_Exercise prompt_
Copy each line of the material below that includes the string "instrument".

----

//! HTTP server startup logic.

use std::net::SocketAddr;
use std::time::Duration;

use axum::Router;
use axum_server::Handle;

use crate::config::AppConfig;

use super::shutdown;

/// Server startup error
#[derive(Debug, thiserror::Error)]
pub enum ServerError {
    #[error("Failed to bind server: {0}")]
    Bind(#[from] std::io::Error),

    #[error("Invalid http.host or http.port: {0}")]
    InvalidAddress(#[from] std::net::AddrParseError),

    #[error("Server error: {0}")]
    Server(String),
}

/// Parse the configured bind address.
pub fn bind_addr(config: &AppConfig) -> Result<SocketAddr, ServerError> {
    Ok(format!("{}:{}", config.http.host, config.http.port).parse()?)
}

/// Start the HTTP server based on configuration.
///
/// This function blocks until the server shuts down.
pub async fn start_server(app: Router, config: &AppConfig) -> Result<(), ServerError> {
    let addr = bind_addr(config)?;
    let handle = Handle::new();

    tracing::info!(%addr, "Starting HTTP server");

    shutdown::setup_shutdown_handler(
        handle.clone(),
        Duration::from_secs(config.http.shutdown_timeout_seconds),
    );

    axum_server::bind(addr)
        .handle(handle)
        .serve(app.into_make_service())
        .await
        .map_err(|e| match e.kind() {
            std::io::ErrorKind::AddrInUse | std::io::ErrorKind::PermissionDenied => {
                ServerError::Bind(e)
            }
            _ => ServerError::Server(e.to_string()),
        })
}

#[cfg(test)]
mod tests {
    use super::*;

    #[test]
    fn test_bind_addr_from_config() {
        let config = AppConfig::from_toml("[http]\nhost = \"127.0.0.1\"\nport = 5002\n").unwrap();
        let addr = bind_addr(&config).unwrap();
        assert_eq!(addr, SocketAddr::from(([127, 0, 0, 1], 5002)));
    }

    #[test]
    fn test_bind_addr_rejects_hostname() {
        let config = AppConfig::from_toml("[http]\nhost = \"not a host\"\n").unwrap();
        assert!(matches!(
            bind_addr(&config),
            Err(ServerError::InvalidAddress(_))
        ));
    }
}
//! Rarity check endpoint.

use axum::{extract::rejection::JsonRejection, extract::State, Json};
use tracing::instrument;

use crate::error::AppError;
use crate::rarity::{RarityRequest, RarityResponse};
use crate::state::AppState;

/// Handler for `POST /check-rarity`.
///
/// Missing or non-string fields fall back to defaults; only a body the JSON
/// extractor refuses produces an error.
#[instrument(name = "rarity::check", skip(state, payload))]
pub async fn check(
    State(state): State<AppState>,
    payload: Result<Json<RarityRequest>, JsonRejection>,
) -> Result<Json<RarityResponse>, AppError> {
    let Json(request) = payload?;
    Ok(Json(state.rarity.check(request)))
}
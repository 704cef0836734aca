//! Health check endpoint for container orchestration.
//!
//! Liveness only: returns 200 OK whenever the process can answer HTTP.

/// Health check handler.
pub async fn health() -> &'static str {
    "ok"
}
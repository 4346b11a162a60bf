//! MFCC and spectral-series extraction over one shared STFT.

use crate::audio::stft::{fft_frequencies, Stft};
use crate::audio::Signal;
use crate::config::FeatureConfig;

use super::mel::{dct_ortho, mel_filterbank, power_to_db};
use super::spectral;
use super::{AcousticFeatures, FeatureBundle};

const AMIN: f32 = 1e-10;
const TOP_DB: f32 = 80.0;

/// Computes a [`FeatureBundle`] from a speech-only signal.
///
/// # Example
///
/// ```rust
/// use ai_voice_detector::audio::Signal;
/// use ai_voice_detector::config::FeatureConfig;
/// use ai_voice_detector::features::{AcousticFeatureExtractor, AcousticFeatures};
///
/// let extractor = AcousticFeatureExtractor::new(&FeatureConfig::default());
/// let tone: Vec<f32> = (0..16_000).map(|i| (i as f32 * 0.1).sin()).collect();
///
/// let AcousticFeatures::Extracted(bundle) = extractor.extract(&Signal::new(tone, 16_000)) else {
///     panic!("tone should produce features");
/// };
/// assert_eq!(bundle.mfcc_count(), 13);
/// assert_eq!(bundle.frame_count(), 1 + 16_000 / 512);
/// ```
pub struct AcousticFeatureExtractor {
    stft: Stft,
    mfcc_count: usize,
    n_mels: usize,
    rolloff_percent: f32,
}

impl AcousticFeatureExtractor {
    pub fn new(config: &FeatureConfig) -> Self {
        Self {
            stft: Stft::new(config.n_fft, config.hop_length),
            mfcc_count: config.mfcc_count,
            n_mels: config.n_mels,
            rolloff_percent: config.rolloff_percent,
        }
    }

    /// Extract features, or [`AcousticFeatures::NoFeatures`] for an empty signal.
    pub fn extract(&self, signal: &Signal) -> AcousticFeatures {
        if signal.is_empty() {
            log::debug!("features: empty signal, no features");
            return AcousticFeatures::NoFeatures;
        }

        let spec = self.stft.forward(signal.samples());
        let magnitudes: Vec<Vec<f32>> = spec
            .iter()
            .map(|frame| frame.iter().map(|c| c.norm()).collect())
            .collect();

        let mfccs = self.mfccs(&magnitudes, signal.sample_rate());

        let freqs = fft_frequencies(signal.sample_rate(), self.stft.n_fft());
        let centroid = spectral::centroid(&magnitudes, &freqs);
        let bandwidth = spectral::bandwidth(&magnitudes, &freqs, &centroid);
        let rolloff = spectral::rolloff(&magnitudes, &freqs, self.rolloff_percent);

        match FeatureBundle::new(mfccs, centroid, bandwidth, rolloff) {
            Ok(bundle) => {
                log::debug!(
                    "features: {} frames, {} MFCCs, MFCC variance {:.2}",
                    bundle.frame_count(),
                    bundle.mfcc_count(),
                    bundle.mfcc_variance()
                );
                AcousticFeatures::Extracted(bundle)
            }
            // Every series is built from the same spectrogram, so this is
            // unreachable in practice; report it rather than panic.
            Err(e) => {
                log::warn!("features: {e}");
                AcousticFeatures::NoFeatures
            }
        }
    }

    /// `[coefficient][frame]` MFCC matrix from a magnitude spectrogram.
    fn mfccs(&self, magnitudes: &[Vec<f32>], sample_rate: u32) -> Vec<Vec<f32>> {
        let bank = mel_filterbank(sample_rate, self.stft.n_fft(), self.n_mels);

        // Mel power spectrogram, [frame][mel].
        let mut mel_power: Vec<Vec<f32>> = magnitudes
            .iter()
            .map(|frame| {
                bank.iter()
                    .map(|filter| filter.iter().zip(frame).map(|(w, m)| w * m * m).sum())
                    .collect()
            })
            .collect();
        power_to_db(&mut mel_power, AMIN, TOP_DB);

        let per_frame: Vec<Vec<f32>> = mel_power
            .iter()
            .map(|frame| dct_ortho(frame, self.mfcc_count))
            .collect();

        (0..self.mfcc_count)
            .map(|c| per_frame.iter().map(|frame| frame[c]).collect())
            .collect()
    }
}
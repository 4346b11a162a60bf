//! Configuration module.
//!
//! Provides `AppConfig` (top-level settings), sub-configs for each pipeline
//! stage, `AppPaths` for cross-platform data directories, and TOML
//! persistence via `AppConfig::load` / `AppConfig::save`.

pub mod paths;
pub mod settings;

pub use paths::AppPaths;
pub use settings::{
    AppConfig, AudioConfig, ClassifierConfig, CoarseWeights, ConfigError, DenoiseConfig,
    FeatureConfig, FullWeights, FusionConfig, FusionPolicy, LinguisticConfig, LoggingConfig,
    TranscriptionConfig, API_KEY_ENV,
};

----

_Result of the exercise_
use tracing::instrument;
#[instrument(name = "rarity::check", skip(state, payload))]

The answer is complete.